Use this URL to cite or link to this record in EThOS:
Title: The role of dual specificity phosphatase 1 in pathological bone loss
Author: Vattakuzhi, Youridies
ISNI:       0000 0004 2732 0880
Awarding Body: Imperial College London
Current Institution: Imperial College London
Date of Award: 2012
Availability of Full Text:
Access from EThOS:
Access from Institution:
Bone formation by osteoblasts (OBs) and bone resorption by osteoclasts (OCLs) is a tightly coupled and balanced process. In chronic inflammatory diseases such as rheumatoid arthritis (RA), this balance is disturbed and OCL activity exceeds that of OBs, leading to net bone loss or osteoporosis.
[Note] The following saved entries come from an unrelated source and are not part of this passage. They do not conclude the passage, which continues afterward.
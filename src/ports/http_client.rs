use std::time::Duration;

use async_trait::async_trait;
use axum::body::Body as AxumBody;
use hyper::{Request, Response};
use thiserror::Error;

/// Custom error type for outbound HTTP operations.
///
/// The variants are deliberately coarse: the proxy engine maps each one onto
/// a client-visible status code and a typed error counter, so the adapter is
/// responsible for classifying transport failures as precisely as it can.
#[derive(Error, Debug)]
#[non_exhaustive]
pub enum HttpClientError {
    /// The upstream did not answer within the request deadline.
    #[error("upstream timed out after {0:?}")]
    Timeout(Duration),

    /// The upstream actively refused the connection.
    #[error("connection refused by upstream: {0}")]
    ConnectionRefused(String),

    /// The upstream host name could not be resolved.
    #[error("upstream host not found: {0}")]
    HostNotFound(String),

    /// The outbound request could not be constructed.
    #[error("invalid outbound request: {0}")]
    InvalidRequest(String),

    /// Any other transport-level failure.
    #[error("upstream transport error: {0}")]
    Transport(String),
}

/// Result type alias for outbound HTTP operations.
pub type HttpClientResult<T> = Result<T, HttpClientError>;

/// HttpClient defines the port for making HTTP requests to upstream services.
///
/// Implementations must stream both request and response bodies; buffering a
/// body end-to-end would defeat the proxy.
#[async_trait]
pub trait HttpClient: Send + Sync + 'static {
    /// Send a fully rewritten request to the upstream and return its
    /// response with the body still streaming.
    async fn send_request(&self, req: Request<AxumBody>) -> HttpClientResult<Response<AxumBody>>;
}
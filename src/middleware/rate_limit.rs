//! Rate-limiting policies: per-client-IP, per-API-pattern and
//! per-authenticated-user, all built on the shared windowed primitive.
//!
//! Every decision exposes the standard headers (`X-RateLimit-Limit`,
//! `-Remaining`, `-Reset` in epoch seconds, `Retry-After` on rejection).
//! Limiter errors never reject a request: the primitive fails open and the
//! error is only logged here. An IP driving `remaining` far below zero is
//! blocked outright for a configured cooldown.

use std::{sync::Arc, time::Duration};

use axum::{
    extract::{Request, State},
    http::{HeaderMap, HeaderValue},
    middleware::Next,
    response::{IntoResponse, Response},
};

use crate::{
    app::AppState,
    core::{proxy::ResolvedRoute, rate_limit::RateDecision, rate_limit::RateLimitQuota},
    error::GatewayError,
    metrics::increment_rate_limit_exceeded,
    middleware::extract_client_ip,
    ports::auth::AuthUser,
};

fn blocked_key(ip: &str) -> String {
    format!("ratelimit:blocked:{ip}")
}

/// Stamp the shared rate-limit headers onto a header map.
fn apply_rate_headers(headers: &mut HeaderMap, prefix: &str, decision: &RateDecision) {
    let reset_epoch = chrono::Utc::now().timestamp() + decision.reset_after.as_secs() as i64;
    let pairs = [
        (format!("X-RateLimit-{prefix}Limit"), decision.limit.to_string()),
        (
            format!("X-RateLimit-{prefix}Remaining"),
            decision.remaining.to_string(),
        ),
        (format!("X-RateLimit-{prefix}Reset"), reset_epoch.to_string()),
    ];
    for (name, value) in pairs {
        if let (Ok(name), Ok(value)) = (
            name.parse::<axum::http::HeaderName>(),
            HeaderValue::from_str(&value),
        ) {
            headers.insert(name, value);
        }
    }
}

fn reject(message: &str, decision: &RateDecision, header_prefix: &str) -> Response {
    let mut response = GatewayError::TooManyRequests {
        message: message.to_string(),
        retry_after: decision.reset_after.as_secs(),
    }
    .into_response();
    apply_rate_headers(response.headers_mut(), header_prefix, decision);
    response
}

/// Policy 6: limit requests per client IP, with outright blocking on
/// severe excess.
pub async fn ip_rate_limit(State(state): State<AppState>, req: Request, next: Next) -> Response {
    let settings = &state.config.features.rate_limiting;
    if !settings.enabled {
        return next.run(req).await;
    }

    let client_ip = extract_client_ip(&req).unwrap_or_else(|| "unknown".to_string());
    let path = req.uri().path().to_string();
    let method = req.method().to_string();

    // A blocked IP is rejected before the limiter is even consulted.
    match state.cache.get_raw(&blocked_key(&client_ip)).await {
        Ok(Some(_)) => {
            return GatewayError::TooManyRequests {
                message: "IP temporarily blocked due to excessive requests".to_string(),
                retry_after: settings.block_secs,
            }
            .into_response();
        }
        Ok(None) => {}
        Err(err) => {
            tracing::warn!(error = %err, "block list lookup failed, continuing");
        }
    }

    let quota = RateLimitQuota::new(
        settings.ip_limit,
        Duration::from_secs(settings.window_secs),
        settings.ip_burst_factor,
    );
    let (decision, limiter_err) = state.limiter.allow(&client_ip, quota).await;
    if let Some(err) = limiter_err {
        tracing::error!(error = %err, client_ip, "ip rate limit check degraded");
    }

    if !decision.admitted && decision.remaining < settings.block_threshold {
        increment_rate_limit_exceeded(&path, &method, "ip_limit");
        tracing::warn!(
            client_ip,
            requests = decision.limit - decision.remaining,
            "possible abuse detected, blocking IP"
        );

        if let Err(err) = state
            .cache
            .set_raw(
                &blocked_key(&client_ip),
                "1".to_string(),
                Duration::from_secs(settings.block_secs),
            )
            .await
        {
            tracing::warn!(error = %err, client_ip, "failed to record IP block");
        }

        return GatewayError::TooManyRequests {
            message: "Rate limit exceeded significantly".to_string(),
            retry_after: settings.block_secs,
        }
        .into_response();
    }

    if !decision.admitted {
        increment_rate_limit_exceeded(&path, &method, "ip_limit");
        return reject("Rate limit exceeded", &decision, "");
    }

    let mut response = next.run(req).await;
    apply_rate_headers(response.headers_mut(), "", &decision);
    response
}

/// Policy 7: limit requests per matched route pattern. Also performs the
/// single catalogue lookup of the request and stashes the resolution for
/// the header-validation policy and the proxy engine.
pub async fn api_rate_limit(
    State(state): State<AppState>,
    mut req: Request,
    next: Next,
) -> Response {
    let settings = &state.config.features.rate_limiting;

    if req.extensions().get::<ResolvedRoute>().is_none() {
        let path = req.uri().path().to_string();
        match state.catalog.get_route_by_path(&path).await {
            Ok(route) => {
                req.extensions_mut().insert(ResolvedRoute(Arc::new(route)));
            }
            // No match or a store failure: skip limiting, the engine
            // produces the client-facing answer. The span keeps the raw
            // path as its name.
            Err(err) => {
                tracing::debug!(error = %err, path, "no route resolution for api limit");
                return next.run(req).await;
            }
        }
    }

    // The pattern is known now; rename the request span after it.
    if let Some(resolved) = req.extensions().get::<ResolvedRoute>() {
        let span = tracing::Span::current();
        span.record("http.route", resolved.0.path.as_str());
        span.record(
            "otel.name",
            format!("HTTP {} {}", req.method(), resolved.0.path).as_str(),
        );
    }

    if !settings.enabled {
        return next.run(req).await;
    }

    let pattern = req
        .extensions()
        .get::<ResolvedRoute>()
        .map(|resolved| resolved.0.path.clone())
        .unwrap_or_else(|| req.uri().path().to_string());
    let method = req.method().to_string();

    let quota = RateLimitQuota::new(
        settings.api_limit,
        Duration::from_secs(settings.window_secs),
        settings.api_burst_factor,
    );
    let (decision, limiter_err) = state.limiter.allow(&format!("api:{pattern}"), quota).await;
    if let Some(err) = limiter_err {
        tracing::error!(error = %err, pattern, "api rate limit check degraded");
    }

    if !decision.admitted {
        increment_rate_limit_exceeded(&pattern, &method, "api_limit");
        return reject("API rate limit exceeded", &decision, "");
    }

    let mut response = next.run(req).await;
    apply_rate_headers(response.headers_mut(), "", &decision);
    response
}

/// Policy 8: limit requests per authenticated user. Applies only when the
/// authentication policy attached a user to the request.
pub async fn user_rate_limit(State(state): State<AppState>, req: Request, next: Next) -> Response {
    let settings = &state.config.features.rate_limiting;
    if !settings.enabled {
        return next.run(req).await;
    }

    let user_id = match req.extensions().get::<AuthUser>() {
        Some(user) => user.id.clone(),
        None => return next.run(req).await,
    };

    let path = req.uri().path().to_string();
    let method = req.method().to_string();

    let quota = RateLimitQuota::new(
        settings.user_limit,
        Duration::from_secs(settings.window_secs),
        settings.user_burst_factor,
    );
    let (decision, limiter_err) = state.limiter.allow(&format!("user:{user_id}"), quota).await;
    if let Some(err) = limiter_err {
        tracing::error!(error = %err, user_id, "user rate limit check degraded");
    }

    if !decision.admitted {
        increment_rate_limit_exceeded(&path, &method, "user_limit");
        return reject("User rate limit exceeded", &decision, "User-");
    }

    let mut response = next.run(req).await;
    apply_rate_headers(response.headers_mut(), "User-", &decision);
    response
}
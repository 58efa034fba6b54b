//! In-memory route repository, used for development runs without a database
//! and as the backing store in tests. Supports seeding from a JSON document
//! of route descriptors.

use std::{collections::HashMap, sync::RwLock};

use async_trait::async_trait;
use serde::Deserialize;

use crate::{
    core::route::Route,
    ports::repository::{RepositoryError, RepositoryResult, RouteRepository},
};

fn default_active() -> bool {
    true
}

/// The shape accepted by [`InMemoryRouteRepository::seed_from_json`]:
/// descriptor fields only, counters and timestamps are assigned on load.
#[derive(Debug, Deserialize)]
struct SeedRoute {
    path: String,
    service_url: String,
    methods: Vec<String>,
    #[serde(default)]
    headers: Vec<String>,
    #[serde(default)]
    required_headers: Vec<String>,
    #[serde(default)]
    description: String,
    #[serde(default = "default_active")]
    is_active: bool,
}

pub struct InMemoryRouteRepository {
    routes: RwLock<HashMap<String, Route>>,
}

impl InMemoryRouteRepository {
    pub fn new() -> Self {
        Self {
            routes: RwLock::new(HashMap::new()),
        }
    }

    pub fn with_routes(routes: Vec<Route>) -> Self {
        let map = routes.into_iter().map(|r| (r.path.clone(), r)).collect();
        Self {
            routes: RwLock::new(map),
        }
    }

    /// Load route descriptors from a JSON array, replacing nothing: seeded
    /// paths that already exist are skipped with a warning.
    pub fn seed_from_json(&self, raw: &str) -> RepositoryResult<usize> {
        let seeds: Vec<SeedRoute> =
            serde_json::from_str(raw).map_err(|e| RepositoryError::Invalid(e.to_string()))?;

        let mut map = self.routes.write().expect("route map lock poisoned");
        let mut loaded = 0;
        for seed in seeds {
            if map.contains_key(&seed.path) {
                tracing::warn!(path = %seed.path, "seed route already registered, skipping");
                continue;
            }

            let mut route = Route::new(seed.path.clone(), seed.service_url, seed.methods);
            route.headers = seed.headers;
            route.required_headers = seed.required_headers;
            route.description = seed.description;
            route.is_active = seed.is_active;

            route
                .validate()
                .map_err(|e| RepositoryError::Invalid(format!("{}: {e}", seed.path)))?;

            map.insert(route.path.clone(), route);
            loaded += 1;
        }

        tracing::info!(loaded, "seeded routes from JSON");
        Ok(loaded)
    }
}

impl Default for InMemoryRouteRepository {
    fn default() -> Self {
        Self::new()
    }
}

#[async_trait]
impl RouteRepository for InMemoryRouteRepository {
    async fn get_routes(&self) -> RepositoryResult<Vec<Route>> {
        let map = self.routes.read().expect("route map lock poisoned");
        Ok(map.values().cloned().collect())
    }

    async fn get_route(&self, path: &str) -> RepositoryResult<Route> {
        let map = self.routes.read().expect("route map lock poisoned");
        map.get(path)
            .cloned()
            .ok_or_else(|| RepositoryError::NotFound(path.to_string()))
    }

    async fn add_route(&self, route: &Route) -> RepositoryResult<()> {
        let mut map = self.routes.write().expect("route map lock poisoned");
        if map.contains_key(&route.path) {
            return Err(RepositoryError::Duplicate(route.path.clone()));
        }
        map.insert(route.path.clone(), route.clone());
        Ok(())
    }

    async fn update_route(&self, route: &Route) -> RepositoryResult<()> {
        let mut map = self.routes.write().expect("route map lock poisoned");
        match map.get_mut(&route.path) {
            Some(existing) => {
                let mut updated = route.clone();
                updated.created_at = existing.created_at;
                updated.updated_at = chrono::Utc::now();
                *existing = updated;
                Ok(())
            }
            None => Err(RepositoryError::NotFound(route.path.clone())),
        }
    }

    async fn delete_route(&self, path: &str) -> RepositoryResult<()> {
        let mut map = self.routes.write().expect("route map lock poisoned");
        map.remove(path)
            .map(|_| ())
            .ok_or_else(|| RepositoryError::NotFound(path.to_string()))
    }

    async fn update_metrics(
        &self,
        path: &str,
        call_count: i64,
        total_response_ms: i64,
    ) -> RepositoryResult<()> {
        let mut map = self.routes.write().expect("route map lock poisoned");
        match map.get_mut(path) {
            Some(route) => {
                route.call_count += call_count;
                route.total_response_ms += total_response_ms;
                Ok(())
            }
            None => Err(RepositoryError::NotFound(path.to_string())),
        }
    }

    async fn ping(&self) -> RepositoryResult<()> {
        Ok(())
    }
}

#[cfg(test)]
mod tests {
    use super::*;

    fn route(path: &str) -> Route {
        Route::new(path, "http://svc:9000", vec!["GET".to_string()])
    }

    #[tokio::test]
    async fn test_add_and_get() {
        let repo = InMemoryRouteRepository::new();
        repo.add_route(&route("/api/users")).await.unwrap();

        let loaded = repo.get_route("/api/users").await.unwrap();
        assert_eq!(loaded.service_url, "http://svc:9000");
    }

    #[tokio::test]
    async fn test_duplicate_add_is_rejected() {
        let repo = InMemoryRouteRepository::new();
        repo.add_route(&route("/api/users")).await.unwrap();

        let err = repo.add_route(&route("/api/users")).await.unwrap_err();
        assert!(matches!(err, RepositoryError::Duplicate(_)));
    }

    #[tokio::test]
    async fn test_update_metrics_accumulates() {
        let repo = InMemoryRouteRepository::new();
        repo.add_route(&route("/api/users")).await.unwrap();

        repo.update_metrics("/api/users", 1, 120).await.unwrap();
        repo.update_metrics("/api/users", 1, 80).await.unwrap();

        let loaded = repo.get_route("/api/users").await.unwrap();
        assert_eq!(loaded.call_count, 2);
        assert_eq!(loaded.total_response_ms, 200);
        assert_eq!(loaded.average_response_ms(), 100);
    }

    #[tokio::test]
    async fn test_update_metrics_for_unknown_path() {
        let repo = InMemoryRouteRepository::new();
        let err = repo.update_metrics("/nope", 1, 10).await.unwrap_err();
        assert!(matches!(err, RepositoryError::NotFound(_)));
    }

    #[tokio::test]
    async fn test_seed_from_json() {
        let repo = InMemoryRouteRepository::new();
        let loaded = repo
            .seed_from_json(
                r#"[
                    {"path": "/api/users", "service_url": "http://users:9000", "methods": ["GET"]},
                    {"path": "/api/orders", "service_url": "http://orders:9000", "methods": ["GET", "POST"], "is_active": false}
                ]"#,
            )
            .unwrap();

        assert_eq!(loaded, 2);
        let orders = repo.get_route("/api/orders").await.unwrap();
        assert!(!orders.is_active);
    }

    #[tokio::test]
    async fn test_seed_rejects_invalid_service_url() {
        let repo = InMemoryRouteRepository::new();
        let result = repo.seed_from_json(
            r#"[{"path": "/x", "service_url": "not a url", "methods": ["GET"]}]"#,
        );
        assert!(matches!(result, Err(RepositoryError::Invalid(_))));
    }
}
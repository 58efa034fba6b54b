//! Header-validation policy: the last policy before the proxy. Rejects with
//! 400 when the resolved route declares required headers the request lacks.

use axum::{
    extract::Request,
    middleware::Next,
    response::{IntoResponse, Response},
};

use crate::{core::proxy::ResolvedRoute, error::GatewayError};

pub async fn validate_required_headers(req: Request, next: Next) -> Response {
    if let Some(resolved) = req.extensions().get::<ResolvedRoute>() {
        let missing = resolved.0.missing_required_headers(req.headers());
        if !missing.is_empty() {
            tracing::debug!(?missing, path = req.uri().path(), "required headers absent");
            return GatewayError::MissingHeaders(missing).into_response();
        }
    }

    next.run(req).await
}
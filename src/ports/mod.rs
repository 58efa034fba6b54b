pub mod auth;
pub mod cache;
pub mod http_client;
pub mod repository;
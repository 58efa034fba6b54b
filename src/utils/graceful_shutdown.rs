//! Shutdown coordination for the gateway edge.
//!
//! The first SIGTERM or SIGINT fans out over a broadcast channel: the serve
//! loop stops accepting and keeps polling the server future so in-flight
//! proxy requests finish, bounded by the drain window. When the window
//! elapses the remaining connections are abandoned so span and counter
//! flushing can still happen before exit.

use std::{
    future::Future,
    sync::{
        OnceLock,
        atomic::{AtomicBool, Ordering},
    },
    time::Duration,
};

use eyre::Result;
use tokio::{signal, sync::broadcast, time::timeout};

/// How long in-flight requests may keep running once shutdown begins.
pub const DEFAULT_DRAIN_TIMEOUT: Duration = Duration::from_secs(5);

/// What triggered the shutdown.
#[derive(Debug, Clone, Copy, PartialEq, Eq)]
pub enum ShutdownReason {
    /// SIGTERM or SIGINT arrived.
    Signal,
    /// Requested programmatically (tests, admin tooling).
    Requested,
}

/// Coordinates one shutdown across the listener, the signal handler and any
/// background tasks. The first cause wins; later ones are ignored.
pub struct GracefulShutdown {
    tx: broadcast::Sender<ShutdownReason>,
    initiated: AtomicBool,
    reason: OnceLock<ShutdownReason>,
    drain_timeout: Duration,
}

impl GracefulShutdown {
    pub fn new() -> Self {
        Self::with_drain_timeout(DEFAULT_DRAIN_TIMEOUT)
    }

    pub fn with_drain_timeout(drain_timeout: Duration) -> Self {
        let (tx, _) = broadcast::channel(16);
        Self {
            tx,
            initiated: AtomicBool::new(false),
            reason: OnceLock::new(),
            drain_timeout,
        }
    }

    pub fn subscribe(&self) -> broadcast::Receiver<ShutdownReason> {
        self.tx.subscribe()
    }

    pub fn is_shutdown_initiated(&self) -> bool {
        self.initiated.load(Ordering::Relaxed)
    }

    /// Begin shutting down. Returns true when this call was the one that
    /// initiated it; duplicate causes are dropped.
    pub fn shutdown(&self, reason: ShutdownReason) -> bool {
        if self
            .initiated
            .compare_exchange(false, true, Ordering::Relaxed, Ordering::Relaxed)
            .is_err()
        {
            tracing::debug!(?reason, "shutdown already in progress, ignoring");
            return false;
        }

        tracing::info!(?reason, "shutdown initiated");
        let _ = self.reason.set(reason);
        let _ = self.tx.send(reason);
        true
    }

    /// Block on SIGTERM/SIGINT and translate the first one into a shutdown.
    pub async fn run_signal_handler(&self) -> Result<()> {
        tokio::select! {
            _ = signal::ctrl_c() => {
                tracing::info!("SIGINT received");
            }
            _ = sigterm() => {
                tracing::info!("SIGTERM received");
            }
        }

        self.shutdown(ShutdownReason::Signal);
        Ok(())
    }

    /// Wait until someone initiates shutdown.
    pub async fn wait_for_shutdown_signal(&self) -> ShutdownReason {
        let mut rx = self.subscribe();
        // Subscribing may have happened after the broadcast; the flag and
        // stored reason cover that interleaving.
        if self.is_shutdown_initiated() {
            return *self.reason.get().unwrap_or(&ShutdownReason::Requested);
        }
        match rx.recv().await {
            Ok(reason) => reason,
            Err(_) => {
                tracing::warn!("shutdown channel closed, treating as a shutdown request");
                ShutdownReason::Requested
            }
        }
    }

    /// Give in-flight work the drain window to finish.
    ///
    /// Returns the work's output when it completed in time, `None` when the
    /// deadline expired and the remaining connections were abandoned. Either
    /// way the caller proceeds to flush spans and counters.
    pub async fn drain<F, T>(&self, in_flight: F) -> Option<T>
    where
        F: Future<Output = T>,
    {
        match timeout(self.drain_timeout, in_flight).await {
            Ok(output) => {
                tracing::info!("in-flight requests drained");
                Some(output)
            }
            Err(_) => {
                tracing::warn!(
                    drain_timeout = ?self.drain_timeout,
                    "drain window elapsed, abandoning remaining connections"
                );
                None
            }
        }
    }
}

impl Default for GracefulShutdown {
    fn default() -> Self {
        Self::new()
    }
}

#[cfg(unix)]
async fn sigterm() {
    use tokio::signal::unix::{SignalKind, signal};
    let mut stream = signal(SignalKind::terminate()).expect("Failed to register SIGTERM handler");
    stream.recv().await;
}

#[cfg(not(unix))]
async fn sigterm() {
    // Only Ctrl+C is available off Unix.
    std::future::pending::<()>().await;
}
Glucocorticoids (GC) are frequently used in treatment of inflammatory diseases. However, the long term use of GCs can lead to the development of GC-induced osteoporosis (GIO). The p38 mitogen-activated protein kinases (MAPK) pathway is critical for the expression of many pro-inflammatory genes such as tumour necrosis factor (TNF). It is also involved in the differentiation and activation of OCLs. Termination of p38 MAPK signalling is partly dependent on dual specificity phosphatase 1 (DUSP1). DUSP1 expression is up-regulated by pro-inflammatory stimuli, providing a negative feedback loop to limit the inflammatory response. It is also up-regulated by GCs, and contributes to their anti-inflammatory properties. This study investigated the role of DUSP1 in two forms of bone loss. To test the hypothesis that induction of DUSP1 contribute to GIO, the bone phenotype of a Dusp1-/- mouse strain was first characterised, then the responses of bone to chronic GC administration were investigated. The involvement of DUSP1 in inflammatory bone loss was next examined using in vitro assays of OCL function, and collagen-induced arthritis (CIA), an experimental model of RA. Dusp1-/- OCLs displayed enhanced responses to pro-inflammatory stimuli in vitro. Furthermore, Dusp1-/- mice showed more rapid development and more severe arthritis and responses to GC were decreased compared to controls. The exacerbated disease in Dusp1-/- mice was accompanied by increased inflammatory infiltration, activation of OCLs and articular bone ersoion. There was also evidence of increased expression of interleukin 17 (IL-17), a cytokine that has been implicated in inflammatory and auto-immune diseases. These observations highlight a role of DUSP1 as an important negative regulator of inflammatory osteolysis and as a mediator of therapeutic effects of GCs in CIA.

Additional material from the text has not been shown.